Le banquier qui va accorder un crédit à un investisseur privé va s’attacher avant tout à juger de la capacité de l’emprunteur à rembourser le prêt durant toute la durée de l’engagement. C’est une règle qui a été d’ailleurs renforcée et précisée dans le cadre de la transposition de la Directive sur le crédit immobilier en mars 2016, et de  on insertion dans le Code de la consommation.

Néanmoins, il faut bien reconnaître que l’approche du risque dans ce type de dossier est légèrement différente que  dans un achat de résidence principale. Aujourd’hui, le banquier pondère les revenus locatifs attendus ou existants (en moyenne entre 70 et 80 %), au prétexte qu’il pourrait exister des impayés ou une vacance locative que l’emprunteur doit pouvoir supporter sans encombre. Il est même amusant de constater que, même sur des propositions d’investissement faite par le banquier sur des programmes émanant de son propre groupe, la pondération s’applique.

L’existence d’une garantie de loyers impayés, d’une assurance de carence ou de vacance locative, voire même d’assurance garantissant la remise en état du bien, n’est absolument pas prise en considération dans le risque du dossier. Tout au plus, et si tant est que cela soit mentionné par le conseiller bancaire, l’analyse finale du risque global sera influencée favorablement, en cas d’hésitation. Il serait grand temps que l’analyse bancaire tienne compte des éléments périphériques, mais incontestables, dans la sécurisation des projets, tout comme la qualité des contrats de maintenance, voire même de la valorisation des services de conciergerie quand ils sont présents. Il est en effet assez surprenant qu’un prêteur soit prêt à s’engager financièrement sur 15 ou 20 ans aux côtés d’un investisseur sans s’intéresser ni prendre en compte les précautions que celui-ci a prises, ou pas, pour maintenir un niveau de qualité du bien, que ce soit en termes de valorisation de cet actif dans le temps ou de régularité et de capacité à tirer des revenus de ce patrimoine.
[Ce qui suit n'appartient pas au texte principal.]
//! Import pipeline: source file → detected format → (optional
//! preprocess) → streamed parse → batched persistence.
//!
//! Throughput comes from three decisions: secondary indexes are created
//! only after the last batch, work is coalesced into large transactions
//! (commit every 50k messages, WAL truncation every 200k), and
//! name-history tracking stays in memory until a single flush at the
//! end. Failure or cancellation at any point rolls back the open
//! transaction and deletes the partial store with its sidecars.

pub mod incremental;
pub mod names;

use std::collections::HashMap;
use std::path::{Path, PathBuf};

use anyhow::Result;
use serde::Serialize;
use tracing::{info, warn};

use crate::error::CoreError;
use crate::formats::{detect, FormatId, SniffOutcome};
use crate::parse::{
    self, preprocess, AbortOption, ParseOptions, ParseProgress, ParseSink, ParseSummary,
};
use crate::paths::{remove_store_files, AppDirs};
use crate::settings::Settings;
use crate::store::SessionStore;
use crate::types::{MessageType, ParsedMeta, RawMember, RawMessage};

use names::NameTracker;

#[derive(Debug, Clone, Copy, PartialEq, Eq, Serialize)]
#[serde(rename_all = "lowercase")]
pub enum ImportStage {
    Detect,
    Preprocess,
    Parse,
    Finalize,
    Done,
    Error,
    Stop,
}

#[derive(Debug, Clone, Serialize)]
#[serde(rename_all = "camelCase")]
pub struct ImportProgress {
    pub stage: ImportStage,
    pub bytes_read: u64,
    pub total_bytes: u64,
    pub messages_processed: u64,
    pub percentage: u8,
    #[serde(skip_serializing_if = "Option::is_none")]
    pub message: Option<String>,
}

impl ImportProgress {
    fn at_stage(stage: ImportStage, parse: ParseProgress) -> Self {
        ImportProgress {
            stage,
            bytes_read: parse.bytes_read,
            total_bytes: parse.total_bytes,
            messages_processed: parse.messages_seen,
            percentage: parse.percentage(),
            message: None,
        }
    }

    fn marker(stage: ImportStage, message: Option<String>) -> Self {
        ImportProgress {
            stage,
            bytes_read: 0,
            total_bytes: 0,
            messages_processed: 0,
            percentage: if stage == ImportStage::Done { 100 } else { 0 },
            message,
        }
    }
}

pub type ProgressFn<'a> = &'a mut dyn FnMut(ImportProgress);

#[derive(Debug, Clone)]
pub struct ImportOptions {
    pub batch_size: usize,
    pub commit_every: u64,
    pub checkpoint_every: u64,
    pub abort: AbortOption,
}

impl ImportOptions {
    pub fn from_settings(settings: &Settings, abort: AbortOption) -> Self {
        ImportOptions {
            batch_size: settings.message_batch_size,
            commit_every: settings.commit_every_messages,
            checkpoint_every: settings.checkpoint_every_messages,
            abort,
        }
    }

    pub(crate) fn parse_options(&self) -> ParseOptions {
        ParseOptions {
            batch_size: self.batch_size,
            abort: self.abort.clone(),
        }
    }
}

impl Default for ImportOptions {
    fn default() -> Self {
        ImportOptions::from_settings(&Settings::default(), AbortOption::none())
    }
}

#[derive(Debug, Clone, Serialize)]
#[serde(rename_all = "camelCase")]
pub struct ImportOutcome {
    pub session_id: String,
    pub message_count: u64,
    pub member_count: u64,
    pub dropped_count: u64,
}

/// Fresh session identifier: `chat_<wall-ms>_<random-6>`.
pub fn new_session_id() -> String {
    let ms = chrono::Utc::now().timestamp_millis();
    let uuid = uuid::Uuid::new_v4().simple().to_string();
    format!("chat_{ms}_{}", &uuid[..6])
}

/// Import one source file into a fresh session store.
pub fn import_file(
    dirs: &AppDirs,
    source: &Path,
    opts: &ImportOptions,
    progress: ProgressFn<'_>,
) -> Result<ImportOutcome> {
    let format = match detect(source)? {
        SniffOutcome::Matched(id) => id,
        SniffOutcome::Unrecognized(diagnosis) => {
            progress(ImportProgress::marker(
                ImportStage::Error,
                Some("unrecognized_format".into()),
            ));
            return Err(CoreError::UnrecognizedFormat { diagnosis }.into());
        }
    };
    progress(ImportProgress::marker(
        ImportStage::Detect,
        Some(format.as_str().to_string()),
    ));

    let (parse_path, temp_file) = preprocess_if_needed(dirs, format, source, opts, progress)?;

    let session_id = new_session_id();
    let db_path = dirs.session_db(&session_id);
    let result = import_into_store(format, &parse_path, &db_path, opts, progress);

    if let Some(temp) = &temp_file {
        if let Err(e) = std::fs::remove_file(temp) {
            warn!(path = %temp.display(), error = %e, "failed to remove preprocessed temp file");
        }
    }

    match result {
        Ok((inserted, members, dropped)) => {
            progress(ImportProgress::marker(ImportStage::Done, None));
            info!(session = %session_id, messages = inserted, members, dropped, "import complete");
            Ok(ImportOutcome {
                session_id,
                message_count: inserted,
                member_count: members,
                dropped_count: dropped,
            })
        }
        Err(e) => {
            let stage = if e.downcast_ref::<CoreError>().map(CoreError::code) == Some("cancelled")
            {
                ImportStage::Stop
            } else {
                ImportStage::Error
            };
            progress(ImportProgress::marker(stage, Some(format!("{e:#}"))));
            Err(e)
        }
    }
}

fn preprocess_if_needed(
    dirs: &AppDirs,
    format: FormatId,
    source: &Path,
    opts: &ImportOptions,
    progress: ProgressFn<'_>,
) -> Result<(PathBuf, Option<PathBuf>)> {
    if !preprocess::needs_preprocess(format, source)? {
        return Ok((source.to_path_buf(), None));
    }
    let parse_opts = opts.parse_options();
    let trimmed = preprocess::preprocess(format, source, &dirs.temp(), &parse_opts, &mut |p| {
        progress(ImportProgress::at_stage(ImportStage::Preprocess, p))
    })?;
    Ok((trimmed.clone(), Some(trimmed)))
}

/// Parse into a fresh store; on any error the partial store and its
/// sidecars are removed.
fn import_into_store(
    format: FormatId,
    parse_path: &Path,
    db_path: &Path,
    opts: &ImportOptions,
    progress: ProgressFn<'_>,
) -> Result<(u64, u64, u64)> {
    let store = SessionStore::create(db_path)?;
    let result = (|| -> Result<(u64, u64, u64)> {
        let parse_opts = opts.parse_options();
        let (summary, sink_inserted, sink_dropped, tracker) = {
            let mut sink = ImportSink {
                store: &store,
                tracker: NameTracker::new(),
                member_ids: HashMap::new(),
                inserted: 0,
                dropped: 0,
                since_commit: 0,
                since_checkpoint: 0,
                commit_every: opts.commit_every.max(1),
                checkpoint_every: opts.checkpoint_every.max(1),
                progress: &mut *progress,
            };
            let summary = parse::parse_file(format, parse_path, &parse_opts, &mut sink)?;
            (summary, sink.inserted, sink.dropped, sink.tracker)
        };
        finalize(&store, &tracker, &opts.abort, progress)?;

        let members = store.member_count()?;
        Ok((sink_inserted, members, total_dropped(summary, sink_dropped)))
    })();

    match result {
        Ok(counts) => Ok(counts),
        Err(e) => {
            if store.in_transaction() {
                let _ = store.rollback();
            }
            drop(store);
            let _ = remove_store_files(db_path);
            Err(e)
        }
    }
}

fn total_dropped(summary: ParseSummary, sink_dropped: u64) -> u64 {
    summary.dropped + sink_dropped
}

fn finalize(
    store: &SessionStore,
    tracker: &NameTracker,
    abort: &AbortOption,
    progress: ProgressFn<'_>,
) -> Result<()> {
    abort.check()?;
    progress(ImportProgress::marker(ImportStage::Finalize, None));
    if store.in_transaction() {
        store.commit()?;
    }
    store.begin()?;
    match tracker.finalize(store) {
        Ok(()) => store.commit()?,
        Err(e) => {
            let _ = store.rollback();
            return Err(e);
        }
    }
    store.create_indexes()?;
    store.checkpoint_truncate()?;
    Ok(())
}

/// Sink that lands parser events in the session store under the batched
/// transaction regime.
struct ImportSink<'a> {
    store: &'a SessionStore,
    tracker: NameTracker,
    /// platform id → member id, so repeat senders skip the upsert.
    member_ids: HashMap<String, i64>,
    inserted: u64,
    dropped: u64,
    since_commit: u64,
    since_checkpoint: u64,
    commit_every: u64,
    checkpoint_every: u64,
    progress: &'a mut dyn FnMut(ImportProgress),
}

impl ImportSink<'_> {
    fn member_id_for(&mut self, msg: &RawMessage) -> Result<i64> {
        if let Some(&id) = self.member_ids.get(&msg.sender_platform_id) {
            return Ok(id);
        }
        let id = self.store.ensure_member(
            &msg.sender_platform_id,
            &msg.account_name,
            msg.group_nickname.as_deref(),
        )?;
        self.member_ids.insert(msg.sender_platform_id.clone(), id);
        Ok(id)
    }

    /// Message-level validity re-check; parsers enforce most of this
    /// but the pipeline is the contract holder.
    fn valid(msg: &RawMessage) -> bool {
        !msg.sender_platform_id.is_empty()
            && msg.timestamp >= 0
            && MessageType::is_known_wire(msg.msg_type.as_wire())
    }
}

impl ParseSink for ImportSink<'_> {
    fn on_meta(&mut self, meta: ParsedMeta) -> Result<()> {
        let imported_at = chrono::Utc::now().timestamp();
        self.store.insert_meta(&meta, imported_at)
    }

    fn on_members(&mut self, members: Vec<RawMember>) -> Result<()> {
        let own_txn = !self.store.in_transaction();
        if own_txn {
            self.store.begin()?;
        }
        for member in &members {
            let id = self.store.upsert_member(member)?;
            self.member_ids.insert(member.platform_id.clone(), id);
        }
        if own_txn {
            self.store.commit()?;
        }
        Ok(())
    }

    fn on_messages(&mut self, batch: Vec<RawMessage>) -> Result<()> {
        if !self.store.in_transaction() {
            self.store.begin()?;
        }
        for msg in &batch {
            if !Self::valid(msg) {
                self.dropped += 1;
                continue;
            }
            let sender_id = self.member_id_for(msg)?;
            self.store.insert_message(sender_id, msg)?;
            self.tracker.observe(
                &msg.sender_platform_id,
                &msg.account_name,
                msg.group_nickname.as_deref(),
                msg.timestamp,
            );
            self.inserted += 1;
            self.since_commit += 1;
            self.since_checkpoint += 1;
        }

        if self.since_commit >= self.commit_every {
            self.store.commit()?;
            self.since_commit = 0;
            if self.since_checkpoint >= self.checkpoint_every {
                self.store.checkpoint_truncate()?;
                self.since_checkpoint = 0;
            }
            self.store.begin()?;
        }
        Ok(())
    }

    fn on_progress(&mut self, p: ParseProgress) -> Result<()> {
        (self.progress)(ImportProgress::at_stage(ImportStage::Parse, p));
        Ok(())
    }
}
Enfin, sans doute sous l’effet de la banalisation des garanties tout autant que sous celui de la pression commerciale de certains clients, il est devenu très rare de voir le banquier proposer ou demander de se faire déléguer le paiement des loyers ou le versement des indemnités des contrats d’assurance souscrits en cas de sinistre. Rappelons à ce titre que la délégation de loyers ou la cession des loyers peuvent être faites dès la mise en place du crédit, ou à première demande, c’est-à-dire uniquement en cas d’incident dans l’amortissement du crédit par l’emprunteur.

À l’heure où es banques se livrent une bataille féroce sur la captation des flux (plus que du résiduel de dépôt d’ailleurs…), il leur serait facile de revenir à quelques fondamentaux pour renforcer la sécurité du paiement des prêts consentis, plutôt que de parfois regarder au bien-fondé d’un investissement, comme lorsque le porteur de projet n’est pas déjà propriétaire ou accédant à la propriété de sa résidence principale.

 

Bruno Rouleau

Bruno ROULEAU est formateur et consultant en organisation et management commercial. Diplômé du CNAM dans le domaine bancaire, il a exercé durant 20 ans au sein de 4 groupes bancaires, où il a occupé toutes les fonctions opérationnelles sur les marchés du Particulier, du Professionnel et des PME. Il a ensuite rejoint l’enseigne de courtage en crédits In&Fi Crédits pendant 5 ans, avec la fonction de Directeur Associé, en charge de la Formation, de l’Assistance et des Partenariats, et a créé In&Fi Crédits Pro et l’IFIB (Institut de Formation des Intermédiaires de Banque) aux côtés de Pascal BEUVELET. En 2010, il rejoint le Comité de Direction Générale, puis le Comité Exécutif de CAFPI, en charge des Grands Accords commerciaux du groupe et de l’Organisation Interne. Il a créé MUTANS CONSULTANTS en septembre 2015, cabinet de formation et de conseil qui accompagne les entreprises et les réseaux dans leur virage digital, et notamment pour optimiser leur mutation dans la gestion de la Relation Client.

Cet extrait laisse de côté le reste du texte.